Key Characteristics¶
- Duration: 0.5 cycles to ~1 minute
- Magnitude: 10% to 90% of nominal voltage 0.9<->0.1 pu
- Frequency: Occurrence varies based on system conditions and external factors
Causes of Voltage Sags¶
Voltage sags can be caused by various factors, including:
- Faults on the power system: Short circuits, lightning strikes, and equipment failures can lead to voltage sags.
- Large motor startups: The inrush current required to start large motors can cause a temporary drop in voltage.
- Utility grid switching: Switching operations in the utility grid can cause temporary voltage sags.

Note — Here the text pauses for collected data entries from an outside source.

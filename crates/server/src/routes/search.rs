//! GET /search — query the session index.

use std::net::SocketAddr;
use std::sync::Arc;

use axum::{
    extract::{ConnectInfo, Query, State},
    http::HeaderMap,
    routing::get,
    Json, Router,
};
use serde::{Deserialize, Serialize};
use session_watch_search::{SearchFilters, SortMode};

use crate::error::{ApiError, ApiResult};
use crate::routes::client_ip;
use crate::state::AppState;

const DEFAULT_LIMIT: usize = 10;
const MAX_LIMIT: usize = 10;

#[derive(Debug, Deserialize, Default)]
#[serde(default)]
pub struct SearchQuery {
    pub q: Option<String>,
    pub project: Option<String>,
    pub since: Option<String>,
    pub until: Option<String>,
    pub limit: Option<usize>,
    pub offset: Option<usize>,
    pub sort: Option<String>,
}

#[derive(Debug, Serialize)]
pub struct SearchResponse {
    pub query: String,
    pub filters: SearchFilters,
    pub sort: SortMode,
    pub total: usize,
    pub offset: usize,
    pub limit: usize,
    pub results: Vec<session_watch_types::Session>,
}

async fn search_handler(
    State(state): State<Arc<AppState>>,
    ConnectInfo(peer): ConnectInfo<SocketAddr>,
    headers: HeaderMap,
    Query(query): Query<SearchQuery>,
) -> ApiResult<Json<SearchResponse>> {
    let key = format!("api:{}", client_ip(&headers, Some(peer)));
    let (allowed, retry_after_seconds) = state.search_limiter.check_with_retry(&key);
    if !allowed {
        return Err(ApiError::RateLimited { retry_after_secs: retry_after_seconds });
    }

    let q = query.q.as_deref().unwrap_or("");
    let mut params = session_watch_search::query::parse(q);
    if let Some(project) = query.project {
        params.filters.project = Some(project);
    }
    if let Some(since) = query.since.as_deref() {
        params.filters.since = session_watch_search::query::parse_iso_date(since);
    }
    if let Some(until) = query.until.as_deref() {
        params.filters.until = session_watch_search::query::parse_iso_date(until);
    }
    if let Some(sort) = &query.sort {
        if let Ok(mode) = sort.parse::<SortMode>() {
            params.filters.sort = Some(mode);
        }
    }
    params.limit = query.limit.unwrap_or(DEFAULT_LIMIT).clamp(1, MAX_LIMIT);
    params.offset = query.offset.unwrap_or(0);

    let index = state.indexer.get_index().await?;
    let results = state.search_engine.search(&index, &params);
    let sort = params.filters.sort.unwrap_or_default();

    Ok(Json(SearchResponse {
        query: results.query,
        filters: params.filters,
        sort,
        total: results.total,
        offset: params.offset,
        limit: params.limit,
        results: results.sessions,
    }))
}

pub fn router() -> Router<Arc<AppState>> {
    Router::new().route("/search", get(search_handler))
}
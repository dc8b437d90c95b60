use axum::http::StatusCode;
use axum::response::{IntoResponse, Response};
use axum::Json;
use serde::Serialize;
use session_watch_core::IndexError;
use thiserror::Error;

#[derive(Debug, Error)]
pub enum ApiError {
    #[error("session not found: {0}")]
    SessionNotFound(String),

    #[error("project not found: {0}")]
    ProjectNotFound(String),

    #[error("rate limited, retry after {retry_after_secs}s")]
    RateLimited { retry_after_secs: u64 },

    #[error("search is not configured on this server")]
    NotInitialised,

    #[error("bot token for this destination is not configured")]
    DestinationNotConfigured,

    #[error("bad request: {0}")]
    BadRequest(String),

    #[error(transparent)]
    Index(#[from] IndexError),
}

/// The stable, machine-readable error code each variant maps to — this is
/// the literal `error` field value in the JSON body, not `Display`'s
/// human-readable message.
fn error_code(err: &ApiError) -> &'static str {
    match err {
        ApiError::SessionNotFound(_) | ApiError::Index(IndexError::SessionNotFound { .. }) => "session_not_found",
        ApiError::ProjectNotFound(_) | ApiError::Index(IndexError::ProjectNotFound { .. }) => "project_not_found",
        ApiError::RateLimited { .. } | ApiError::Index(IndexError::RateLimited { .. }) => "rate_limited",
        ApiError::NotInitialised => "not_initialised",
        ApiError::DestinationNotConfigured => "destination_not_configured",
        ApiError::BadRequest(_) => "validation_error",
        ApiError::Index(_) => "internal_error",
    }
}

#[derive(Debug, Serialize)]
struct ErrorResponse {
    error: String,
    #[serde(skip_serializing_if = "Option::is_none")]
    retry_after_seconds: Option<u64>,
}

impl IntoResponse for ApiError {
    fn into_response(self) -> Response {
        let status = match &self {
            ApiError::SessionNotFound(_) | ApiError::ProjectNotFound(_) => StatusCode::NOT_FOUND,
            ApiError::RateLimited { .. } => StatusCode::TOO_MANY_REQUESTS,
            ApiError::NotInitialised => StatusCode::SERVICE_UNAVAILABLE,
            ApiError::DestinationNotConfigured => StatusCode::BAD_REQUEST,
            ApiError::BadRequest(_) => StatusCode::BAD_REQUEST,
            ApiError::Index(IndexError::SessionNotFound { .. }) => StatusCode::NOT_FOUND,
            ApiError::Index(IndexError::ProjectNotFound { .. }) => StatusCode::NOT_FOUND,
            ApiError::Index(IndexError::RateLimited { .. }) => StatusCode::TOO_MANY_REQUESTS,
            ApiError::Index(_) => StatusCode::INTERNAL_SERVER_ERROR,
        };
        let retry_after_seconds = match &self {
            ApiError::RateLimited { retry_after_secs } => Some(*retry_after_secs),
            ApiError::Index(IndexError::RateLimited { retry_after_secs }) => Some(*retry_after_secs),
            _ => None,
        };

        let body = ErrorResponse {
            error: error_code(&self).to_string(),
            retry_after_seconds,
        };
        (status, Json(body)).into_response()
    }
}

pub type ApiResult<T> = Result<T, ApiError>;

#[cfg(test)]
mod tests {
    use super::*;

    #[test]
    fn session_not_found_maps_to_404_with_a_stable_code() {
        let err = ApiError::SessionNotFound("abc".to_string());
        let response = err.into_response();
        assert_eq!(response.status(), StatusCode::NOT_FOUND);
    }

    #[test]
    fn rate_limited_maps_to_429() {
        let err = ApiError::RateLimited { retry_after_secs: 10 };
        let response = err.into_response();
        assert_eq!(response.status(), StatusCode::TOO_MANY_REQUESTS);
    }

    #[test]
    fn index_rate_limited_propagates_retry_after() {
        let err = ApiError::from(IndexError::RateLimited { retry_after_secs: 5 });
        let response = err.into_response();
        assert_eq!(response.status(), StatusCode::TOO_MANY_REQUESTS);
    }

    #[test]
    fn not_initialised_maps_to_503() {
        let err = ApiError::NotInitialised;
        let response = err.into_response();
        assert_eq!(response.status(), StatusCode::SERVICE_UNAVAILABLE);
    }

    #[test]
    fn error_code_is_a_stable_machine_readable_string() {
        assert_eq!(error_code(&ApiError::SessionNotFound("x".into())), "session_not_found");
        assert_eq!(error_code(&ApiError::RateLimited { retry_after_secs: 1 }), "rate_limited");
    }
}
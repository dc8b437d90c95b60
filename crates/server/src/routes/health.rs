//! Health check endpoint.

use std::sync::Arc;

use axum::{extract::State, routing::get, Json, Router};
use serde::Serialize;

use crate::state::AppState;

#[derive(Debug, Serialize)]
pub struct HealthResponse {
    pub status: String,
    pub version: String,
}

async fn health_check(State(_state): State<Arc<AppState>>) -> Json<HealthResponse> {
    Json(HealthResponse {
        status: "ok".to_string(),
        version: env!("CARGO_PKG_VERSION").to_string(),
    })
}

pub fn router() -> Router<Arc<AppState>> {
    Router::new().route("/health", get(health_check))
}
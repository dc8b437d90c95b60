use chrono::{DateTime, Utc};
use serde::{Deserialize, Serialize};
use session_watch_types::Session;

/// Structured filters extracted from a query string's option flags.
#[derive(Debug, Clone, Default, PartialEq, Serialize, Deserialize)]
pub struct SearchFilters {
    pub project: Option<String>,
    pub last: Option<String>,
    pub since: Option<DateTime<Utc>>,
    pub until: Option<DateTime<Utc>>,
    pub sort: Option<SortMode>,
}

#[derive(Debug, Clone, Copy, PartialEq, Eq, Serialize, Deserialize)]
#[serde(rename_all = "snake_case")]
pub enum SortMode {
    Recent,
    Oldest,
    Size,
    Duration,
}

impl Default for SortMode {
    fn default() -> Self {
        SortMode::Recent
    }
}

impl std::str::FromStr for SortMode {
    type Err = String;

    fn from_str(s: &str) -> Result<Self, Self::Err> {
        match s {
            "recent" => Ok(SortMode::Recent),
            "oldest" => Ok(SortMode::Oldest),
            "size" => Ok(SortMode::Size),
            "duration" => Ok(SortMode::Duration),
            other => Err(format!("unknown sort mode: {other}")),
        }
    }
}

/// A fully parsed search request: free-text terms plus structured filters
/// and pagination.
#[derive(Debug, Clone, Default, PartialEq)]
pub struct SearchParams {
    pub terms: Vec<String>,
    pub filters: SearchFilters,
    pub limit: usize,
    pub offset: usize,
}

/// The result of running a [`SearchParams`] against the index.
#[derive(Debug, Clone, Serialize, Deserialize)]
pub struct SearchResults {
    pub sessions: Vec<Session>,
    pub total: usize,
    pub query: String,
}
//! POST /index/refresh — trigger an index refresh in the background.

use std::sync::Arc;

use axum::{extract::State, http::StatusCode, routing::post, Json, Router};
use serde::Serialize;

use crate::error::{ApiError, ApiResult};
use crate::state::AppState;

const REFRESH_KEY: &str = "global:refresh";

#[derive(Debug, Serialize)]
pub struct RefreshResponse {
    pub status: String,
    pub message: String,
}

async fn refresh_handler(State(state): State<Arc<AppState>>) -> ApiResult<(StatusCode, Json<RefreshResponse>)> {
    let (allowed, retry_after_seconds) = state.refresh_limiter.check_with_retry(REFRESH_KEY);
    if !allowed {
        return Err(ApiError::RateLimited { retry_after_secs: retry_after_seconds });
    }

    let indexer = state.indexer.clone();
    tokio::spawn(async move {
        if let Err(err) = indexer.refresh(true).await {
            tracing::warn!(error = %err, "index refresh requested via API failed");
        }
    });

    Ok((
        StatusCode::ACCEPTED,
        Json(RefreshResponse {
            status: "started".to_string(),
            message: "index refresh started in the background".to_string(),
        }),
    ))
}

pub fn router() -> Router<Arc<AppState>> {
    Router::new().route("/index/refresh", post(refresh_handler))
}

Measurement and Detection¶
To effectively manage voltage sags, it is essential to measure and detect them accurately. Common methods include:
- Power quality monitors: Devices that record voltage levels and capture events like sags and swells.
- Digital relays: Protection devices that can detect and respond to voltage sags.
- RMS Voltage Measurements from PMUs: Can view the RMS voltage timeseries from synchrophasors/other devices and identify for historial or real time detection
Case 1: Distribution PMUs with community solar (Ni4ai dataset)¶
The “Sunshine” dataset comes from a distribution system in a sunny climate with significant solar PV generation. The data were collected with micro-PMUs during an early research deployment. There are gaps in the data which correspond to outages as the team was experimenting with different system configurations and wireless communications. When fully connected, each PMU reports data at 120 frames per second on twelve channels: three-phase voltage and current, giving root-mean-square magnitude and phase angle for each.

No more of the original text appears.